Attackers have been quick to jump on the generative AI bandwagon, using the new technology to increase both the volume and the complexity of their attacks. At the VMware Explore conference going on this week in Las Vegas, VMware announced the addition of a generative AI weapon to its own cybersecurity platform, vDefend. But, to start with, the tool will be available only in an advisory capacity and won’t be able to act autonomously.

The generative AI tool is called Project Cypress, and it was announced last year as a tech preview, says Umesh Mahajan, vice president and general manager for application networking and security at Broadcom, which completed its acquisition of VMware last November.

The tool has since been enhanced and is now part of the vDefend lateral security solution, Mahajan says, and it will be of interest to customers who have deployed VMware vDefend Advanced Threat Prevention.

“Security teams get overwhelmed with a large number of threat campaigns and false alarms,” he says. “Project Cypress, via a natural language interface, helps triage and investigate high-risk threat campaigns faster, explains a particular threat campaign with additional context needed for the security team to quickly take appropriate actions, recommends remediation options and can enforce the remediation option selected by the security team via vDefend’s threat prevention capabilities.”

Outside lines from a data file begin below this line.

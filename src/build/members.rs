//! Member access, method calls, and overload ranking.
//!
//! Overloads are ranked by total implicit-conversion cost across arguments,
//! with exact matches breaking ties; a surviving tie is an ambiguity
//! failure, never an arbitrary pick. An explicitly supplied method bypasses
//! the search entirely.

use exprtree_core::{
    implicit_widening, BuildError, Catalog, MethodRef, Ty, TypeHash,
};

use crate::build::{coerce, invalid, mismatch};
use crate::node::{Node, NodeKind, NodeRef};

/// Cost of implicitly converting an argument to a parameter type. `None`
/// means no implicit conversion exists.
///
/// Exact 0, numeric widening 1, lifting into a nullable 2, reference upcast
/// 3, user-defined implicit operator 4, boxing into the root 5.
pub(crate) fn conversion_cost(catalog: &Catalog, from: &Ty, to: &Ty) -> Option<u32> {
    if from == to {
        return Some(0);
    }
    if let (Ty::Nullable(fa), Ty::Nullable(tb)) = (from, to) {
        return conversion_cost(catalog, fa, tb);
    }
    if let Ty::Nullable(inner) = to {
        return conversion_cost(catalog, from, inner).map(|c| c + 2);
    }
    if let (Ty::Primitive(a), Ty::Primitive(b)) = (from, to) {
        return implicit_widening(*a, *b).then_some(1);
    }
    if *to == catalog.object_ty() {
        return (*from != Ty::Void).then_some(5);
    }
    if let (Ty::Object(a), Ty::Object(b)) = (from, to) {
        return catalog.object_assignable(*a, *b).then_some(3);
    }
    catalog
        .find_conversion(from, to)
        .filter(|m| m.name == "op_implicit")
        .map(|_| 4)
}

fn describe_candidates(candidates: &[MethodRef]) -> String {
    candidates
        .iter()
        .map(|m| {
            let params = m
                .params
                .iter()
                .map(|p| format!("{:?}", p.ty))
                .collect::<Vec<_>>()
                .join(", ");
            format!("{}({})", m.name, params)
        })
        .collect::<Vec<_>>()
        .join("; ")
}

/// Pick the single cheapest applicable overload, or fail.
pub(crate) fn find_best_match(
    catalog: &Catalog,
    name: &str,
    candidates: &[MethodRef],
    args: &[Ty],
    type_args: usize,
) -> Result<MethodRef, BuildError> {
    let mut best: Option<(u32, usize, MethodRef)> = None;
    let mut tied = false;

    for method in candidates {
        if method.params.len() != args.len() || method.type_params != type_args {
            continue;
        }
        let mut score = 0u32;
        let mut exact = 0usize;
        let mut applicable = true;
        for (param, arg) in method.params.iter().zip(args) {
            // By-ref parameters admit no conversion at all.
            let cost = if param.by_ref {
                (*arg == param.ty).then_some(0)
            } else {
                conversion_cost(catalog, arg, &param.ty)
            };
            match cost {
                Some(0) => exact += 1,
                Some(c) => score += c,
                None => {
                    applicable = false;
                    break;
                }
            }
        }
        if !applicable {
            continue;
        }
        match &best {
            None => best = Some((score, exact, method.clone())),
            Some((best_score, best_exact, _)) => {
                if score < *best_score || (score == *best_score && exact > *best_exact) {
                    best = Some((score, exact, method.clone()));
                    tied = false;
                } else if score == *best_score && exact == *best_exact {
                    tied = true;
                }
            }
        }
    }

    match best {
        Some((_, _, method)) if !tied => Ok(method),
        Some(_) => Err(BuildError::AmbiguousMatch {
            name: name.to_string(),
            candidates: describe_candidates(candidates),
        }),
        None => {
            let arg_list = args
                .iter()
                .map(|t| catalog.ty_name(t))
                .collect::<Vec<_>>()
                .join(", ");
            Err(mismatch(format!("no overload of '{}' accepts ({})", name, arg_list)))
        }
    }
}

/// The `add` overload list-initialization resolves element adds against.
pub(crate) fn resolve_add_method(
    catalog: &Catalog,
    owner: TypeHash,
    args: &[Ty],
) -> Result<MethodRef, BuildError> {
    let candidates: Vec<MethodRef> = catalog
        .find_methods(owner, "add")?
        .into_iter()
        .filter(|m| !m.is_static())
        .collect();
    if candidates.is_empty() {
        return Err(BuildError::UnknownMember {
            owner: catalog.ty_name(&Ty::Object(owner)),
            name: "add".to_string(),
        });
    }
    find_best_match(catalog, "add", &candidates, args, 0)
}

fn owner_of(catalog: &Catalog, instance: &NodeRef) -> Result<TypeHash, BuildError> {
    instance.ty.strip_nullable().as_object().ok_or_else(|| {
        mismatch(format!(
            "member access needs an object instance, got {}",
            catalog.ty_name(&instance.ty)
        ))
    })
}

/// A field access on an object instance.
pub fn field(catalog: &Catalog, instance: NodeRef, name: &str) -> Result<NodeRef, BuildError> {
    let owner = owner_of(catalog, &instance)?;
    let Some(entry) = catalog.find_field(owner, name)? else {
        return Err(BuildError::UnknownMember {
            owner: catalog.ty_name(&Ty::Object(owner)),
            name: name.to_string(),
        });
    };
    let ty = entry.ty.clone();
    Ok(Node::new(ty, NodeKind::Member { instance, field: entry, owner }))
}

/// An instance method call, resolved by name and argument types.
pub fn call(
    catalog: &Catalog,
    instance: NodeRef,
    name: &str,
    args: Vec<NodeRef>,
) -> Result<NodeRef, BuildError> {
    let owner = owner_of(catalog, &instance)?;
    resolve_call(catalog, Some(instance), owner, name, 0, args)
}

/// A static method call, resolved by name and argument types.
pub fn call_static(
    catalog: &Catalog,
    owner: TypeHash,
    name: &str,
    args: Vec<NodeRef>,
) -> Result<NodeRef, BuildError> {
    resolve_call(catalog, None, owner, name, 0, args)
}

/// An instance call into a generic method group. The declared type-parameter
/// count narrows the candidate set; type arguments are otherwise opaque.
pub fn call_generic(
    catalog: &Catalog,
    instance: NodeRef,
    name: &str,
    type_args: usize,
    args: Vec<NodeRef>,
) -> Result<NodeRef, BuildError> {
    let owner = owner_of(catalog, &instance)?;
    resolve_call(catalog, Some(instance), owner, name, type_args, args)
}

/// Static counterpart of [`call_generic`].
pub fn call_generic_static(
    catalog: &Catalog,
    owner: TypeHash,
    name: &str,
    type_args: usize,
    args: Vec<NodeRef>,
) -> Result<NodeRef, BuildError> {
    resolve_call(catalog, None, owner, name, type_args, args)
}

/// A call through an explicitly chosen method. No search happens: the
/// given method is used even when resolution would have picked another
/// overload.
pub fn call_method(
    catalog: &Catalog,
    method: MethodRef,
    instance: Option<NodeRef>,
    args: Vec<NodeRef>,
) -> Result<NodeRef, BuildError> {
    match (&instance, method.is_static()) {
        (Some(_), true) => {
            return Err(invalid("static method called with an instance"));
        }
        (None, false) => {
            return Err(invalid("instance method called without an instance"));
        }
        _ => {}
    }
    if let Some(instance) = &instance {
        let owner = owner_of(catalog, instance)?;
        if !catalog.object_assignable(owner, method.owner) {
            return Err(mismatch(format!(
                "instance of {} cannot receive a method of {}",
                catalog.ty_name(&Ty::Object(owner)),
                catalog.ty_name(&Ty::Object(method.owner))
            )));
        }
    }
    finish_call(catalog, instance, method, args)
}

fn resolve_call(
    catalog: &Catalog,
    instance: Option<NodeRef>,
    owner: TypeHash,
    name: &str,
    type_args: usize,
    args: Vec<NodeRef>,
) -> Result<NodeRef, BuildError> {
    let want_static = instance.is_none();
    let candidates: Vec<MethodRef> = catalog
        .find_methods(owner, name)?
        .into_iter()
        .filter(|m| m.is_static() == want_static)
        .collect();
    if candidates.is_empty() {
        return Err(BuildError::UnknownMember {
            owner: catalog.ty_name(&Ty::Object(owner)),
            name: name.to_string(),
        });
    }
    let arg_tys: Vec<Ty> = args.iter().map(|a| a.ty.clone()).collect();
    let method = find_best_match(catalog, name, &candidates, &arg_tys, type_args)?;
    finish_call(catalog, instance, method, args)
}

/// Validate and coerce arguments against a chosen method, then build the
/// call node.
pub(crate) fn finish_call(
    catalog: &Catalog,
    instance: Option<NodeRef>,
    method: MethodRef,
    args: Vec<NodeRef>,
) -> Result<NodeRef, BuildError> {
    if method.params.len() != args.len() {
        return Err(BuildError::ArityMismatch {
            expected: method.params.len(),
            actual: args.len(),
        });
    }
    let mut coerced = Vec::with_capacity(args.len());
    for (param, arg) in method.params.iter().zip(args) {
        if param.by_ref {
            let writable = match &arg.kind {
                NodeKind::Parameter { .. } => true,
                NodeKind::Member { field, .. } => !field.is_readonly(),
                _ => false,
            };
            if !writable {
                return Err(invalid(
                    "a by-ref argument must be a variable or a writable field",
                ));
            }
            if arg.ty != param.ty {
                return Err(mismatch(format!(
                    "by-ref argument of type {} does not match parameter type {}",
                    catalog.ty_name(&arg.ty),
                    catalog.ty_name(&param.ty)
                )));
            }
            coerced.push(arg);
        } else {
            coerced.push(coerce(catalog, arg, &param.ty)?);
        }
    }
    let ty = method.ret.clone();
    Ok(Node::new(ty, NodeKind::Call { instance, method, args: coerced }))
}

/// An invocation of a delegate-typed expression.
pub fn invoke(catalog: &Catalog, target: NodeRef, args: Vec<NodeRef>) -> Result<NodeRef, BuildError> {
    let Ty::Delegate { params, ret } = target.ty.clone() else {
        return Err(BuildError::NotADelegate { actual: catalog.ty_name(&target.ty) });
    };
    if params.len() != args.len() {
        return Err(BuildError::ArityMismatch { expected: params.len(), actual: args.len() });
    }
    let mut coerced = Vec::with_capacity(args.len());
    for (param, arg) in params.iter().zip(args) {
        coerced.push(coerce(catalog, arg, param)?);
    }
    Ok(Node::new(*ret, NodeKind::Invoke { target, args: coerced }))
}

Without the tool, security teams might not spot a high-risk threat campaign, or it might take longer to investigate one – and even longer to remediate it, he adds.

The tool uses a combination of large language models and can access data, security events, flows and campaigns specific to a particular customer and deployment. It is fully integrated with the vDefend platform user interface, says Mahajan. “A security admin can select specific detection events and interact with the chat assistant,” he says.

Target customers are enterprises and telecom service providers looking to defend against malware and ransomware attacks, and to defend against nation-state actors. For example, attackers can exploit weaknesses in enterprise applications or infrastructure to infiltrate networks, then move laterally as they hunt for high-value assets.

“Perimeter firewalls, originally designed to protect north-south traffic, are just not adequate,” Mahajan says. Plus, the attackers themselves are now using generative AI and large language models.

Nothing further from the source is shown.